:: Activity ::
Set down exactly the entries below, beginning at their first line and ending at the line with "pub const DEFAULT_SESSION_OUT_OF_ORDER_LIMIT: usize".

Data extracted from a collection
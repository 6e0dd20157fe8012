//! Constantes del pipeline de eventos de flujo.
//!
//! Valores por defecto de la configuración (`PipelineConfig`) y la versión
//! lógica del pipeline. `PIPELINE_VERSION` participa en la derivación de
//! `request_id` de eventos externos: cambiarla invalida la correlación con
//! peticiones emitidas por una versión anterior.

/// Versión lógica del pipeline. Mantener estable mientras el formato del
/// checkpoint no cambie de forma incompatible.
pub const PIPELINE_VERSION: &str = "P1.0";

/// Ventana (ms) tras la cual un mensaje de sesión sin ack se reenvía.
pub const DEFAULT_SESSION_RESEND_WINDOW_MS: i64 = 5_000;

/// Ventana (ms) tras la cual una petición externa sin respuesta se reenvía.
pub const DEFAULT_EXTERNAL_EVENT_RESEND_WINDOW_MS: i64 = 60_000;

/// Máximo de mensajes fuera de orden retenidos por sesión.
pub const DEFAULT_SESSION_OUT_OF_ORDER_LIMIT: usize = 64;

/// Primer número de secuencia de cada dirección de una sesión.
pub const INITIAL_SEQUENCE_NUM: u64 = 0;
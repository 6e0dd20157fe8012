//! Secuenciador por sesión.
//!
//! Convierte un flujo de mensajes desordenado y con duplicados en una
//! secuencia ordenada, deduplicada y aplicada a lo sumo una vez:
//! - `seq < next_expected` (o ya en el buffer) => duplicado: estado intacto.
//! - `seq == next_expected` => se aplica, y se drenan los buffers contiguos.
//! - `seq > next_expected` => se retiene hasta que se cierre el hueco.
//!
//! Los `Ack` no llevan secuencia: sólo podan el lado de envío.
use chrono::{DateTime, Duration, Utc};
use log::debug;

use super::{PendingSend, SessionState, SessionStatus};
use crate::checkpoint::Checkpoint;
use crate::constants::INITIAL_SEQUENCE_NUM;
use crate::errors::{FlowEventError, FlowFatalError};
use crate::event::{OutputRecord, SessionEvent, SessionInit, SessionPayload};
use crate::identity::HoldingIdentity;

#[derive(Debug, Clone, Copy, PartialEq, Eq)]
pub enum ReceiveDisposition {
    /// Aplicado en orden (junto con los contiguos que estaban retenidos).
    Applied,
    /// Retenido por llegar antes de tiempo.
    Buffered,
    /// Ya procesado: sólo se vuelve a confirmar.
    Duplicate,
    /// Ack de transporte procesado.
    AckProcessed,
}

#[derive(Debug, Clone, PartialEq)]
pub struct ReceiveOutcome {
    pub state: SessionState,
    pub disposition: ReceiveDisposition,
}

#[derive(Debug, Clone, Copy)]
pub struct SessionManager {
    out_of_order_limit: usize,
}

impl SessionManager {
    pub fn new(out_of_order_limit: usize) -> Self {
        Self { out_of_order_limit }
    }

    /// Procesa un mensaje recibido. `state == None` es la primera vez que se
    /// ve la sesión.
    pub fn process_message_received(&self,
                                    state: Option<SessionState>,
                                    event: &SessionEvent,
                                    now: DateTime<Utc>)
                                    -> Result<ReceiveOutcome, FlowEventError> {
        let mut state = state.unwrap_or_else(|| {
                                  SessionState::new(event.session_id.clone(),
                                                    event.destination.clone(),
                                                    event.source.clone(),
                                                    now)
                              });

        if let SessionPayload::Ack { received_sequence_num } = event.payload {
            state.sent
                 .unacknowledged
                 .retain(|p| p.event.sequence_num != Some(received_sequence_num));
            return Ok(ReceiveOutcome { state,
                                       disposition: ReceiveDisposition::AckProcessed });
        }

        let Some(seq) = event.sequence_num else {
            return Err(FlowEventError::MalformedSessionEvent { session_id: event.session_id.clone(),
                                                               reason: format!("{} without sequence number",
                                                                               event.payload.kind_name()) });
        };

        let next = state.received.next_expected();
        if seq < next || state.received.out_of_order.contains_key(&seq) {
            debug!(target: "flow_core::session",
                   "duplicate session={} seq={seq} next_expected={next}",
                   state.session_id);
            return Ok(ReceiveOutcome { state,
                                       disposition: ReceiveDisposition::Duplicate });
        }

        if state.status.is_terminal() {
            return Err(FlowEventError::SessionTerminated { session_id: state.session_id.clone(),
                                                           status: state.status.to_string(),
                                                           sequence_num: seq });
        }

        if seq > next {
            if state.received.out_of_order.len() >= self.out_of_order_limit {
                return Err(FlowEventError::SessionBufferFull { session_id: state.session_id.clone(),
                                                               limit: self.out_of_order_limit,
                                                               sequence_num: seq });
            }
            state.received.out_of_order.insert(seq, event.clone());
            state.last_received_at = Some(now);
            return Ok(ReceiveOutcome { state,
                                       disposition: ReceiveDisposition::Buffered });
        }

        apply_in_order(&mut state, event.clone());
        while !state.status.is_terminal() {
            let next = state.received.next_expected();
            let Some(buffered) = state.received.out_of_order.remove(&next) else {
                break;
            };
            apply_in_order(&mut state, buffered);
        }
        // tras Closed/Error el buffer no se aplica nunca
        if state.status.is_terminal() {
            state.received.out_of_order.clear();
        }
        state.last_received_at = Some(now);
        Ok(ReceiveOutcome { state,
                            disposition: ReceiveDisposition::Applied })
    }

    /// Siguiente mensaje disponible para la lógica del flujo.
    pub fn next_received_event<'a>(&self, state: &'a SessionState) -> Option<&'a SessionEvent> {
        state.received.undelivered.first()
    }

    /// Marca como consumido el mensaje `sequence_num` (lo llama la etapa de
    /// fiber tras entregarlo).
    pub fn acknowledge_received_event(&self, mut state: SessionState, sequence_num: u64) -> SessionState {
        state.received
             .undelivered
             .retain(|e| e.sequence_num != Some(sequence_num));
        state
    }

    /// Ack de transporte para un mensaje recibido.
    pub fn generate_ack(&self, state: &SessionState, sequence_num: u64, now: DateTime<Utc>) -> SessionEvent {
        SessionEvent { session_id: state.session_id.clone(),
                       source: state.local.clone(),
                       destination: state.counterparty.clone(),
                       sequence_num: None,
                       timestamp: now,
                       payload: SessionPayload::Ack { received_sequence_num: sequence_num } }
    }

    /// Sella un mensaje saliente con el siguiente número de secuencia y lo
    /// retiene hasta recibir su ack.
    pub fn process_message_to_send(&self,
                                   mut state: SessionState,
                                   payload: SessionPayload,
                                   now: DateTime<Utc>)
                                   -> (SessionState, SessionEvent) {
        let seq = state.sent.last_sequence_num.map_or(INITIAL_SEQUENCE_NUM, |n| n + 1);
        let event = SessionEvent { session_id: state.session_id.clone(),
                                   source: state.local.clone(),
                                   destination: state.counterparty.clone(),
                                   sequence_num: Some(seq),
                                   timestamp: now,
                                   payload };
        state.sent.last_sequence_num = Some(seq);
        match event.payload {
            SessionPayload::Close => {
                state.status = match state.status {
                    SessionStatus::Closing => SessionStatus::Closed,
                    SessionStatus::Error => SessionStatus::Error,
                    _ => SessionStatus::Closing,
                }
            }
            SessionPayload::Error { .. } => state.status = SessionStatus::Error,
            _ => {}
        }
        state.sent.unacknowledged.push(PendingSend { event: event.clone(),
                                                     last_sent_at: None });
        (state, event)
    }

    /// Mensajes a (re)enviar: nunca enviados, o sin ack tras la ventana.
    pub fn get_messages_to_send(&self,
                                mut state: SessionState,
                                now: DateTime<Utc>,
                                resend_window_ms: i64)
                                -> (SessionState, Vec<SessionEvent>) {
        let window = Duration::milliseconds(resend_window_ms);
        let mut due = Vec::new();
        for pending in state.sent.unacknowledged.iter_mut() {
            let should_send = match pending.last_sent_at {
                None => true,
                Some(at) => at + window <= now,
            };
            if should_send {
                pending.last_sent_at = Some(now);
                due.push(pending.event.clone());
            }
        }
        (state, due)
    }

    /// Abre una sesión nueva desde un flujo existente (lado iniciador). El
    /// nombre del `SessionInit` sale del marco iniciador más cercano de la
    /// pila de sub-flujos.
    pub fn initiate_session(&self,
                            checkpoint: &mut Checkpoint,
                            session_id: impl Into<String>,
                            counterparty: HoldingIdentity,
                            payload: Option<Vec<u8>>,
                            now: DateTime<Utc>)
                            -> Result<OutputRecord, FlowFatalError> {
        let session_id = session_id.into();
        if checkpoint.get_session_state(&session_id).is_some() {
            return Err(FlowFatalError::SessionAlreadyExists { flow_id: checkpoint.flow_id(),
                                                              session_id });
        }
        let flow_name = match checkpoint.nearest_initiating_flow() {
            Some(item) => item.flow_name.clone(),
            None => checkpoint.require("initiate_session")?.start_context.flow_class_name.clone(),
        };
        let record = checkpoint.require("initiate_session")?;
        let local = record.start_context.holding_identity.clone();
        let cpi_id = record.start_context.cpi_id.clone();

        let state = SessionState::new(session_id.clone(), local, counterparty.clone(), now);
        let init = SessionPayload::Init(SessionInit { flow_name, cpi_id, payload });
        let (mut state, event) = self.process_message_to_send(state, init, now);
        if let Some(pending) = state.sent.unacknowledged.last_mut() {
            pending.last_sent_at = Some(now);
        }
        checkpoint.put_session_state(state)?;

        let record = checkpoint.record_mut("initiate_session")?;
        if let Some(top) = record.flow_stack_items.iter_mut().rev().find(|i| i.is_initiating_flow) {
            top.session_ids.push(session_id);
        }
        Ok(OutputRecord::SessionMessage { destination: counterparty,
                                          event })
    }
}

fn apply_in_order(state: &mut SessionState, event: SessionEvent) {
    state.status = match (&event.payload, state.status) {
        (SessionPayload::Init(_), SessionStatus::Created) => SessionStatus::Confirmed,
        (SessionPayload::Confirm, SessionStatus::Created) => SessionStatus::Confirmed,
        (SessionPayload::Close, SessionStatus::Created | SessionStatus::Confirmed) => SessionStatus::Closing,
        (SessionPayload::Close, SessionStatus::Closing) => SessionStatus::Closed,
        (SessionPayload::Error { .. }, _) => SessionStatus::Error,
        (_, current) => current,
    };
    state.received.last_processed_sequence_num = event.sequence_num;
    // Confirm es contabilidad del protocolo, no llega a la lógica del flujo
    if !matches!(event.payload, SessionPayload::Confirm) {
        state.received.undelivered.push(event);
    }
}
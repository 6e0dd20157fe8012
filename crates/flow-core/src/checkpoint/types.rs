//! Modelo del checkpoint.
//!
//! `Checkpoint` envuelve el `flow_id` y un `Option<CheckpointRecord>`: un
//! checkpoint que "no existe" es un resultado de consulta válido y distinto
//! de uno vacío. Toda mutación pasa por `record_mut`, que exige existencia y
//! devuelve `FlowFatalError::CheckpointRequired` en caso contrario.
//!
//! El fiber (bytes opacos de la computación suspendida) pertenece en
//! exclusiva a este registro y nunca se interpreta aquí.
use chrono::{DateTime, Utc};
use indexmap::IndexMap;
use serde::{Deserialize, Serialize};

use super::WaitingFor;
use crate::errors::FlowFatalError;
use crate::external::{ExternalChannel, ExternalEventState};
use crate::hashing::hash_value;
use crate::identity::{FlowId, HoldingIdentity};
use crate::session::SessionState;

/// Quién pidió arrancar el flujo.
#[derive(Debug, Clone, PartialEq, Eq, Serialize, Deserialize)]
#[serde(tag = "kind")]
pub enum InitiatorKind {
    /// Cliente local (RPC/REST) con su id de petición.
    LocalClient { client_request_id: String },
    /// Par remoto, a través de la sesión que envió el `SessionInit`.
    RemotePeer { session_id: String },
}

/// Metadatos inmutables capturados al crear el flujo.
#[derive(Debug, Clone, PartialEq, Eq, Serialize, Deserialize)]
pub struct StartContext {
    /// Identidad que solicitó el flujo (el par iniciador si es remoto).
    pub requesting_identity: HoldingIdentity,
    /// Nodo virtual que ejecuta el flujo.
    pub holding_identity: HoldingIdentity,
    pub initiator: InitiatorKind,
    pub cpi_id: String,
    pub flow_class_name: String,
    pub start_args: Option<String>,
    pub created_at: DateTime<Utc>,
}

#[derive(Debug, Clone, PartialEq, Eq, Serialize, Deserialize)]
pub struct FlowState {
    pub suspend_count: u32,
    pub is_killed: bool,
    pub waiting_for: WaitingFor,
    /// Nombre del punto de suspensión (diagnóstico).
    pub suspended_on: Option<String>,
    pub fiber: Vec<u8>,
}

/// Marco de sub-flujo anidado. El marco iniciador más cercano da nombre al
/// `SessionInit` de cada sesión nueva.
#[derive(Debug, Clone, PartialEq, Eq, Serialize, Deserialize)]
pub struct FlowStackItem {
    pub flow_name: String,
    pub is_initiating_flow: bool,
    pub session_ids: Vec<String>,
}

#[derive(Debug, Clone, PartialEq, Serialize, Deserialize)]
pub struct CheckpointRecord {
    pub flow_state: FlowState,
    pub start_context: StartContext,
    pub sessions: IndexMap<String, SessionState>,
    pub external_event_state: Option<ExternalEventState>,
    pub crypto_state: Option<ExternalEventState>,
    pub persistence_state: Option<ExternalEventState>,
    pub flow_stack_items: Vec<FlowStackItem>,
    pub last_event_at: DateTime<Utc>,
}

impl CheckpointRecord {
    /// Slot de correlación de `channel`.
    pub fn external_slot(&self, channel: ExternalChannel) -> Option<&ExternalEventState> {
        match channel {
            ExternalChannel::External => self.external_event_state.as_ref(),
            ExternalChannel::Crypto => self.crypto_state.as_ref(),
            ExternalChannel::Persistence => self.persistence_state.as_ref(),
        }
    }

    pub fn external_slot_mut(&mut self, channel: ExternalChannel) -> &mut Option<ExternalEventState> {
        match channel {
            ExternalChannel::External => &mut self.external_event_state,
            ExternalChannel::Crypto => &mut self.crypto_state,
            ExternalChannel::Persistence => &mut self.persistence_state,
        }
    }
}

#[derive(Debug, Clone, PartialEq)]
pub struct Checkpoint {
    flow_id: FlowId,
    record: Option<CheckpointRecord>,
}

impl Checkpoint {
    pub fn new(flow_id: FlowId, record: Option<CheckpointRecord>) -> Self {
        Self { flow_id, record }
    }

    /// Checkpoint inexistente para `flow_id`.
    pub fn absent(flow_id: FlowId) -> Self {
        Self { flow_id, record: None }
    }

    pub fn flow_id(&self) -> FlowId {
        self.flow_id
    }

    pub fn exists(&self) -> bool {
        self.record.is_some()
    }

    pub fn record(&self) -> Option<&CheckpointRecord> {
        self.record.as_ref()
    }

    pub fn into_record(self) -> Option<CheckpointRecord> {
        self.record
    }

    /// Acceso de lectura exigiendo existencia.
    pub fn require(&self, context: &str) -> Result<&CheckpointRecord, FlowFatalError> {
        let flow_id = self.flow_id;
        self.record.as_ref().ok_or_else(|| FlowFatalError::CheckpointRequired { flow_id,
                                                                                context: context.to_string() })
    }

    /// Acceso mutable exigiendo existencia. Único camino de mutación.
    pub fn record_mut(&mut self, context: &str) -> Result<&mut CheckpointRecord, FlowFatalError> {
        let flow_id = self.flow_id;
        self.record.as_mut().ok_or_else(|| FlowFatalError::CheckpointRequired { flow_id,
                                                                                context: context.to_string() })
    }

    /// Crea el registro. Falla si ya existe: un checkpoint se crea una vez.
    pub fn init_flow_state(&mut self,
                           start_context: StartContext,
                           waiting_for: WaitingFor,
                           now: DateTime<Utc>)
                           -> Result<(), FlowFatalError> {
        if self.record.is_some() {
            return Err(FlowFatalError::Internal(format!("checkpoint for flow {} already initialised", self.flow_id)));
        }
        self.record = Some(CheckpointRecord { flow_state: FlowState { suspend_count: 0,
                                                                      is_killed: false,
                                                                      waiting_for,
                                                                      suspended_on: None,
                                                                      fiber: Vec::new() },
                                              start_context,
                                              sessions: IndexMap::new(),
                                              external_event_state: None,
                                              crypto_state: None,
                                              persistence_state: None,
                                              flow_stack_items: Vec::new(),
                                              last_event_at: now });
        Ok(())
    }

    /// Borra el registro (terminación del flujo, decidida por la etapa de fiber).
    pub fn mark_deleted(&mut self) {
        self.record = None;
    }

    pub fn waiting_for(&self) -> Option<&WaitingFor> {
        self.record.as_ref().map(|r| &r.flow_state.waiting_for)
    }

    pub fn set_waiting_for(&mut self, waiting_for: WaitingFor) -> Result<(), FlowFatalError> {
        self.record_mut("set_waiting_for")?.flow_state.waiting_for = waiting_for;
        Ok(())
    }

    pub fn is_killed(&self) -> bool {
        self.record.as_ref().map(|r| r.flow_state.is_killed).unwrap_or(false)
    }

    pub fn mark_killed(&mut self) -> Result<(), FlowFatalError> {
        self.record_mut("mark_killed")?.flow_state.is_killed = true;
        Ok(())
    }

    pub fn suspend_count(&self) -> Option<u32> {
        self.record.as_ref().map(|r| r.flow_state.suspend_count)
    }

    /// Registra una suspensión: nuevo fiber, nuevo `waiting_for`,
    /// `suspend_count + 1`.
    pub fn suspend(&mut self,
                   waiting_for: WaitingFor,
                   suspended_on: impl Into<String>,
                   fiber: Vec<u8>)
                   -> Result<(), FlowFatalError> {
        let state = &mut self.record_mut("suspend")?.flow_state;
        state.suspend_count += 1;
        state.waiting_for = waiting_for;
        state.suspended_on = Some(suspended_on.into());
        state.fiber = fiber;
        Ok(())
    }

    pub fn get_session_state(&self, session_id: &str) -> Option<&SessionState> {
        self.record.as_ref().and_then(|r| r.sessions.get(session_id))
    }

    /// addOrReplace: inserta si no existe, reemplaza entero si existe.
    pub fn put_session_state(&mut self, state: SessionState) -> Result<(), FlowFatalError> {
        let record = self.record_mut("put_session_state")?;
        record.sessions.insert(state.session_id.clone(), state);
        Ok(())
    }

    pub fn external_state(&self, channel: ExternalChannel) -> Option<&ExternalEventState> {
        self.record.as_ref().and_then(|r| r.external_slot(channel))
    }

    pub fn set_external_state(&mut self,
                              channel: ExternalChannel,
                              state: Option<ExternalEventState>)
                              -> Result<(), FlowFatalError> {
        *self.record_mut("set_external_state")?.external_slot_mut(channel) = state;
        Ok(())
    }

    pub fn push_flow_stack_item(&mut self, item: FlowStackItem) -> Result<(), FlowFatalError> {
        self.record_mut("push_flow_stack_item")?.flow_stack_items.push(item);
        Ok(())
    }

    pub fn pop_flow_stack_item(&mut self) -> Result<Option<FlowStackItem>, FlowFatalError> {
        Ok(self.record_mut("pop_flow_stack_item")?.flow_stack_items.pop())
    }

    /// Marco iniciador más cercano a la cima de la pila.
    pub fn nearest_initiating_flow(&self) -> Option<&FlowStackItem> {
        self.record
            .as_ref()
            .and_then(|r| r.flow_stack_items.iter().rev().find(|item| item.is_initiating_flow))
    }

    pub fn touch(&mut self, now: DateTime<Utc>) -> Result<(), FlowFatalError> {
        self.record_mut("touch")?.last_event_at = now;
        Ok(())
    }

    /// Hash canónico del registro (o de su ausencia).
    pub fn fingerprint(&self) -> Result<String, FlowFatalError> {
        let value = serde_json::to_value(&self.record).map_err(|e| {
                                                          FlowFatalError::Internal(format!("checkpoint serialization: {e}"))
                                                      })?;
        Ok(hash_value(&value))
    }
}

:: Reply to the task ::
repository 6e0dd20157fe8012
//! Constantes del pipeline de eventos de flujo.
//!
//! Valores por defecto de la configuración (`PipelineConfig`) y la versión
//! lógica del pipeline. `PIPELINE_VERSION` participa en la derivación de
//! `request_id` de eventos externos: cambiarla invalida la correlación con
//! peticiones emitidas por una versión anterior.

/// Versión lógica del pipeline. Mantener estable mientras el formato del
/// checkpoint no cambie de forma incompatible.
pub const PIPELINE_VERSION: &str = "P1.0";

/// Ventana (ms) tras la cual un mensaje de sesión sin ack se reenvía.
pub const DEFAULT_SESSION_RESEND_WINDOW_MS: i64 = 5_000;

/// Ventana (ms) tras la cual una petición externa sin respuesta se reenvía.
pub const DEFAULT_EXTERNAL_EVENT_RESEND_WINDOW_MS: i64 = 60_000;

/// Máximo de mensajes fuera de orden retenidos por sesión.
pub const DEFAULT_SESSION_OUT_OF_ORDER_LIMIT: usize = 64;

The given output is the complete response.